TASK INPUTS –
use crate::{Id, Idx};
use core::{
    iter::{Enumerate, FusedIterator},
    marker::PhantomData,
    slice,
};

macro_rules! indexed_iterator_impls {
    ($ty:ty, type Item = $item_ty:ty;) => {
        impl<'a, K: Id, V> Iterator for $ty {
            type Item = $item_ty;

            #[inline]
            fn next(&mut self) -> Option<Self::Item> {
                self.iter
                    .next()
                    .map(|(i, value)| (Idx::from_raw(K::from_usize(i)), value))
            }

            #[inline]
            fn size_hint(&self) -> (usize, Option<usize>) {
                self.iter.size_hint()
            }
        }

        impl<'a, K: Id, V> DoubleEndedIterator for $ty {
            #[inline]
            fn next_back(&mut self) -> Option<Self::Item> {
                self.iter
                    .next_back()
                    .map(|(i, value)| (Idx::from_raw(K::from_usize(i)), value))
            }
        }

        impl<'a, K: Id, V> ExactSizeIterator for $ty {}

        impl<'a, K: Id, V> FusedIterator for $ty {}
    };
}

pub struct Iter<'a, K: Id, V> {
    pub(crate) iter: Enumerate<slice::Iter<'a, V>>,
    pub(crate) phantom: PhantomData<K>,
}

indexed_iterator_impls! {
    Iter<'a, K, V>,
    type Item = (Idx<K, V>, &'a V);
}

pub struct IterMut<'a, K: Id, V> {
    pub(crate) iter: Enumerate<slice::IterMut<'a, V>>,
    pub(crate) phantom: PhantomData<K>,
}

indexed_iterator_impls! {
    IterMut<'a, K, V>,
    type Item = (Idx<K, V>, &'a mut V);
}

pub struct IntoIter<K: Id, V> {
    pub(crate) iter: Enumerate<alloc::vec::IntoIter<V>>,
    pub(crate) phantom: PhantomData<K>,
}

impl<K: Id, V> Iterator for IntoIter<K, V> {
    type Item = (Idx<K, V>, V);

    #[inline]
    fn next(&mut self) -> Option<Self::Item> {
        self.iter
            .next()
            .map(|(i, value)| (Idx::from_raw(K::from_usize(i)), value))
    }

    #[inline]
    fn size_hint(&self) -> (usize, Option<usize>) {
        self.iter.size_hint()
    }
}

impl<K: Id, V> ExactSizeIterator for IntoIter<K, V> {}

WHAT TO PRODUCE – Find the word "Enumerate" in the listing above. Copy each line where it appears.

RESULT –
    iter::{Enumerate, FusedIterator},
    pub(crate) iter: Enumerate<slice::Iter<'a, V>>,
    pub(crate) iter: Enumerate<slice::IterMut<'a, V>>,
    pub(crate) iter: Enumerate<alloc::vec::IntoIter<V>>,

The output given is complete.